- [WHAT YOU ARE ASKED TO DO]: Transcribe all the data, leaving each word as it is.
(Beginning of GIVEN INFORMATION)
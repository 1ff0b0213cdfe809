use assert_cmd::Command;
use predicates::prelude::*;
use std::fs;
use tempfile::TempDir;

const MAP: &str = r#"<osm>
  <node id="1" lat="0.0" lon="0.0"/>
  <node id="2" lat="0.0001" lon="0.0"/>
  <node id="3" lat="0.0" lon="0.00004"/>
  <node id="4" lat="0.0001" lon="0.00004"/>
  <way id="10"><nd ref="1"/><nd ref="2"/></way>
  <way id="11"><nd ref="3"/><nd ref="4"/></way>
  <relation id="20">
    <member type="way" ref="10" role="left"/>
    <member type="way" ref="11" role="right"/>
    <tag k="type" v="lanelet"/>
  </relation>
</osm>
"#;

fn raceline_cmd() -> Command {
    Command::cargo_bin("raceline").unwrap()
}

fn write_map(dir: &TempDir, contents: &str) -> std::path::PathBuf {
    let path = dir.path().join("map.osm");
    fs::write(&path, contents).unwrap();
    path
}

#[test]
fn test_help_shows_subcommands() {
    raceline_cmd()
        .arg("--help")
        .assert()
        .success()
        .stdout(predicate::str::contains("bounds"))
        .stdout(predicate::str::contains("centerline"))
        .stdout(predicate::str::contains("profile"))
        .stdout(predicate::str::contains("midline"));
}

#[test]
fn test_bounds_writes_role_files() {
    let tmp = TempDir::new().unwrap();
    let map = write_map(&tmp, MAP);
    let outdir = tmp.path().join("bounds");

    raceline_cmd()
        .args(["bounds", "--osm"])
        .arg(&map)
        .arg("--outdir")
        .arg(&outdir)
        .args(["--origin-lat", "0", "--origin-lon", "0"])
        .assert()
        .success();

    let left = fs::read_to_string(outdir.join("left.csv")).unwrap();
    let lines: Vec<_> = left.lines().collect();
    assert_eq!(lines.len(), 3);
    assert_eq!(lines[1], "20,left,0,0.0000000000,0.0000000000,0.0000,0.0000,,");
    assert_eq!(lines[2], "20,left,1,0.0001000000,0.0000000000,0.0000,11.1195,,");
    assert!(outdir.join("right.csv").exists());
    assert_eq!(fs::read_to_string(outdir.join("centerline.csv")).unwrap().lines().count(), 1);
}

#[test]
fn test_bounds_single_csv_and_midline() {
    let tmp = TempDir::new().unwrap();
    let map = write_map(&tmp, MAP);
    let single = tmp.path().join("all.csv");
    let outdir = tmp.path().join("bounds");
    let midline = tmp.path().join("mid.csv");

    raceline_cmd()
        .args(["bounds", "--osm"])
        .arg(&map)
        .arg("--single-csv")
        .arg(&single)
        .arg("--outdir")
        .arg(&outdir)
        .assert()
        .success();
    assert_eq!(fs::read_to_string(&single).unwrap().lines().count(), 5);

    raceline_cmd()
        .args(["midline", "--bounds-dir"])
        .arg(&outdir)
        .arg("--output")
        .arg(&midline)
        .assert()
        .success();
    let mid = fs::read_to_string(&midline).unwrap();
    assert!(mid.starts_with("x,y,z,x_quat,y_quat,z_quat,w_quat,speed\n"));
    assert_eq!(mid.lines().count(), 3);
}

#[test]
fn test_centerline_from_left_role() {
    let tmp = TempDir::new().unwrap();
    let map = write_map(&tmp, MAP);
    let output = tmp.path().join("traj.csv");

    raceline_cmd()
        .args(["centerline", "--role", "left", "--profile", "--osm"])
        .arg(&map)
        .arg("-o")
        .arg(&output)
        .assert()
        .success();
    let text = fs::read_to_string(&output).unwrap();
    assert_eq!(text.lines().count(), 3);
    assert!(text.lines().skip(1).all(|l| l.ends_with(",10.5")));
}

#[test]
fn test_missing_osm_argument_fails() {
    raceline_cmd()
        .args(["bounds", "--outdir", "unused"])
        .assert()
        .failure()
        .stderr(predicate::str::contains("--osm"));
}

#[test]
fn test_map_without_bounds_is_fatal() {
    let tmp = TempDir::new().unwrap();
    let map = write_map(&tmp, r#"<osm><node id="1" lat="0" lon="0"/></osm>"#);
    let outdir = tmp.path().join("bounds");

    raceline_cmd()
        .args(["bounds", "--osm"])
        .arg(&map)
        .arg("--outdir")
        .arg(&outdir)
        .assert()
        .code(1)
        .stderr(predicate::str::contains("Not enough data"));
    assert!(!outdir.exists());
}

#[test]
fn test_half_origin_is_rejected() {
    let tmp = TempDir::new().unwrap();
    let map = write_map(&tmp, MAP);

    raceline_cmd()
        .args(["bounds", "--origin-lat", "35", "--osm"])
        .arg(&map)
        .arg("--outdir")
        .arg(tmp.path().join("bounds"))
        .assert()
        .code(1)
        .stderr(predicate::str::contains("--origin-lon"));
}

#[test]
fn test_profile_reports_schema_error() {
    let tmp = TempDir::new().unwrap();
    let input = tmp.path().join("bad.csv");
    fs::write(&input, "east,north\n0,0\n1,0\n").unwrap();

    raceline_cmd()
        .args(["profile", "--input"])
        .arg(&input)
        .arg("--output")
        .arg(tmp.path().join("out.csv"))
        .assert()
        .code(1)
        .stderr(predicate::str::contains("Unsupported CSV schema"));
}

const MAP_WITH_CENTERLINE: &str = r#"<osm>
  <node id="1" lat="0.0" lon="0.0"/>
  <node id="2" lat="0.0001" lon="0.0"/>
  <node id="3" lat="0.0" lon="0.00004"/>
  <node id="4" lat="0.0001" lon="0.00004"/>
  <node id="5" lat="0.0" lon="0.00002"/>
  <node id="6" lat="0.0001" lon="0.00002"/>
  <way id="10"><nd ref="1"/><nd ref="2"/></way>
  <way id="11"><nd ref="3"/><nd ref="4"/></way>
  <way id="12"><nd ref="5"/><nd ref="6"/></way>
  <relation id="20">
    <member type="way" ref="12" role="centerline"/>
    <member type="way" ref="11" role="right"/>
    <member type="way" ref="10" role="left"/>
    <tag k="type" v="lanelet"/>
  </relation>
</osm>
"#;

#[test]
fn test_single_csv_lists_roles_in_order() {
    let tmp = TempDir::new().unwrap();
    let map = write_map(&tmp, MAP_WITH_CENTERLINE);
    let single = tmp.path().join("all.csv");

    raceline_cmd()
        .args(["bounds", "--osm"])
        .arg(&map)
        .arg("--single-csv")
        .arg(&single)
        .assert()
        .success();

    let text = fs::read_to_string(&single).unwrap();
    let roles: Vec<&str> = text
        .lines()
        .skip(1)
        .map(|l| l.split(',').nth(1).unwrap())
        .collect();
    assert_eq!(roles, ["left", "left", "right", "right", "centerline", "centerline"]);
}

#[test]
fn test_centerline_output_feeds_profile() {
    let tmp = TempDir::new().unwrap();
    let map = write_map(&tmp, MAP_WITH_CENTERLINE);
    let raw = tmp.path().join("raw.csv");
    let profiled = tmp.path().join("profiled.csv");

    raceline_cmd()
        .args(["centerline", "--origin-lat", "0", "--origin-lon", "0", "--osm"])
        .arg(&map)
        .arg("-o")
        .arg(&raw)
        .assert()
        .success();

    raceline_cmd()
        .args(["profile", "--lookahead", "3", "-i"])
        .arg(&raw)
        .arg("-o")
        .arg(&profiled)
        .assert()
        .success();

    let text = fs::read_to_string(&profiled).unwrap();
    let lines: Vec<_> = text.lines().collect();
    assert_eq!(lines.len(), 3);
    assert_eq!(lines[0], "x,y,z,x_quat,y_quat,z_quat,w_quat,speed");
    assert!(lines[1..].iter().all(|l| l.ends_with(",10.5")));
}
(End of GIVEN INFORMATION)
- [SOLUTION TO THIS PROBLEM]:
repository 1ff0b0213cdfe809
use assert_cmd::Command;
use predicates::prelude::*;
use std::fs;
use tempfile::TempDir;

const MAP: &str = r#"<osm>
  <node id="1" lat="0.0" lon="0.0"/>
  <node id="2" lat="0.0001" lon="0.0"/>
  <node id="3" lat="0.0" lon="0.00004"/>
  <node id="4" lat="0.0001" lon="0.00004"/>
  <way id="10"><nd ref="1"/><nd ref="2"/></way>
  <way id="11"><nd ref="3"/><nd ref="4"/></way>
  <relation id="20">
    <member type="way" ref="10" role="left"/>
    <member type="way" ref="11" role="right"/>
    <tag k="type" v="lanelet"/>
  </relation>
</osm>
"#;

fn raceline_cmd() -> Command {
    Command::cargo_bin("raceline").unwrap()
}

fn write_map(dir: &TempDir, contents: &str) -> std::path::PathBuf {
    let path = dir.path().join("map.osm");
    fs::write(&path, contents).unwrap();
    path
}

#[test]
fn test_help_shows_subcommands() {
    raceline_cmd()
        .arg("--help")
        .assert()
        .success()
        .stdout(predicate::str::contains("bounds"))
        .stdout(predicate::str::contains("centerline"))
        .stdout(predicate::str::contains("profile"))
        .stdout(predicate::str::contains("midline"));
}

#[test]
fn test_bounds_writes_role_files() {
    let tmp = TempDir::new().unwrap();
    let map = write_map(&tmp, MAP);
    let outdir = tmp.path().join("bounds");

    raceline_cmd()
        .args(["bounds", "--osm"])
        .arg(&map)
        .arg("--outdir")
        .arg(&outdir)
        .args(["--origin-lat", "0", "--origin-lon", "0"])
        .assert()
        .success();

    let left = fs::read_to_string(outdir.join("left.csv")).unwrap();
    let lines: Vec<_> = left.lines().collect();
    assert_eq!(lines.len(), 3);
    assert_eq!(lines[1], "20,left,0,0.0000000000,0.0000000000,0.0000,0.0000,,");
    assert_eq!(lines[2], "20,left,1,0.0001000000,0.0000000000,0.0000,11.1195,,");
    assert!(outdir.join("right.csv").exists());
    assert_eq!(fs::read_to_string(outdir.join("centerline.csv")).unwrap().lines().count(), 1);
}

#[test]
fn test_bounds_single_csv_and_midline() {
    let tmp = TempDir::new().unwrap();
    let map = write_map(&tmp, MAP);
    let single = tmp.path().join("all.csv");
    let outdir = tmp.path().join("bounds");
    let midline = tmp.path().join("mid.csv");

    raceline_cmd()
        .args(["bounds", "--osm"])
        .arg(&map)
        .arg("--single-csv")
        .arg(&single)
        .arg("--outdir")
        .arg(&outdir)
        .assert()
        .success();
    assert_eq!(fs::read_to_string(&single).unwrap().lines().count(), 5);

    raceline_cmd()
        .args(["midline", "--bounds-dir"])
        .arg(&outdir)
        .arg("--output")
        .arg(&midline)
        .assert()
        .success();
    let mid = fs::read_to_string(&midline).unwrap();
    assert!(mid.starts_with("x,y,z,x_quat,y_quat,z_quat,w_quat,speed\n"));
    assert_eq!(mid.lines().count(), 3);
}

#[test]
fn test_centerline_from_left_role() {
    let tmp = TempDir::new().unwrap();
    let map = write_map(&tmp, MAP);
    let output = tmp.path().join("traj.csv");

    raceline_cmd()
        .args(["centerline", "--role", "left", "--profile", "--osm"])
        .arg(&map)
        .arg("-o")
        .arg(&output)
        .assert()
        .success();
    let text = fs::read_to_string(&output).unwrap();
    assert_eq!(text.lines().count(), 3);
    assert!(text.lines().skip(1).all(|l| l.ends_with(",10.5")));
}

#[test]
fn test_missing_osm_argument_fails() {
    raceline_cmd()
        .args(["bounds", "--outdir", "unused"])
        .assert()
        .failure()
        .stderr(predicate::str::contains("--osm"));
}

#[test]
fn test_map_without_bounds_is_fatal() {
    let tmp = TempDir::new().unwrap();
    let map = write_map(&tmp, r#"<osm><node id="1" lat="0" lon="0"/></osm>"#);
    let outdir = tmp.path().join("bounds");

    raceline_cmd()
        .args(["bounds", "--osm"])
        .arg(&map)
        .arg("--outdir")
        .arg(&outdir)
        .assert()
        .code(1)
        .stderr(predicate::str::contains("Not enough data"));
    assert!(!outdir.exists());
}

#[test]
fn test_half_origin_is_rejected() {
    let tmp = TempDir::new().unwrap();
    let map = write_map(&tmp, MAP);

    raceline_cmd()
        .args(["bounds", "--origin-lat", "35", "--osm"])
        .arg(&map)
        .arg("--outdir")
        .arg(tmp.path().join("bounds"))
        .assert()
        .code(1)
        .stderr(predicate::str::contains("--origin-lon"));
}

#[test]
fn test_profile_reports_schema_error() {
    let tmp = TempDir::new().unwrap();
    let input = tmp.path().join("bad.csv");
    fs::write(&input, "east,north\n0,0\n1,0\n").unwrap();

    raceline_cmd()
        .args(["profile", "--input"])
        .arg(&input)
        .arg("--output")
        .arg(tmp.path().join("out.csv"))
        .assert()
        .code(1)
        .stderr(predicate::str::contains("Unsupported CSV schema"));
}

const MAP_WITH_CENTERLINE: &str = r#"<osm>
  <node id="1" lat="0.0" lon="0.0"/>
  <node id="2" lat="0.0001" lon="0.0"/>
  <node id="3" lat="0.0" lon="0.00004"/>
  <node id="4" lat="0.0001" lon="0.00004"/>
  <node id="5" lat="0.0" lon="0.00002"/>
  <node id="6" lat="0.0001" lon="0.00002"/>
  <way id="10"><nd ref="1"/><nd ref="2"/></way>
  <way id="11"><nd ref="3"/><nd ref="4"/></way>
  <way id="12"><nd ref="5"/><nd ref="6"/></way>
  <relation id="20">
    <member type="way" ref="12" role="centerline"/>
    <member type="way" ref="11" role="right"/>
    <member type="way" ref="10" role="left"/>
    <tag k="type" v="lanelet"/>
  </relation>
</osm>
"#;

#[test]
fn test_single_csv_lists_roles_in_order() {
    let tmp = TempDir::new().unwrap();
    let map = write_map(&tmp, MAP_WITH_CENTERLINE);
    let single = tmp.path().join("all.csv");

    raceline_cmd()
        .args(["bounds", "--osm"])
        .arg(&map)
        .arg("--single-csv")
        .arg(&single)
        .assert()
        .success();

    let text = fs::read_to_string(&single).unwrap();
    let roles: Vec<&str> = text
        .lines()
        .skip(1)
        .map(|l| l.split(',').nth(1).unwrap())
        .collect();
    assert_eq!(roles, ["left", "left", "right", "right", "centerline", "centerline"]);
}

#[test]
fn test_centerline_output_feeds_profile() {
    let tmp = TempDir::new().unwrap();
    let map = write_map(&tmp, MAP_WITH_CENTERLINE);
    let raw = tmp.path().join("raw.csv");
    let profiled = tmp.path().join("profiled.csv");

    raceline_cmd()
        .args(["centerline", "--origin-lat", "0", "--origin-lon", "0", "--osm"])
        .arg(&map)
        .arg("-o")
        .arg(&raw)
        .assert()
        .success();

    raceline_cmd()
        .args(["profile", "--lookahead", "3", "-i"])
        .arg(&raw)
        .arg("-o")
        .arg(&profiled)
        .assert()
        .success();

    let text = fs::read_to_string(&profiled).unwrap();
    let lines: Vec<_> = text.lines().collect();
    assert_eq!(lines.len(), 3);
    assert_eq!(lines[0], "x,y,z,x_quat,y_quat,z_quat,w_quat,speed");
    assert!(lines[1..].iter().all(|l| l.ends_with(",10.5")));
}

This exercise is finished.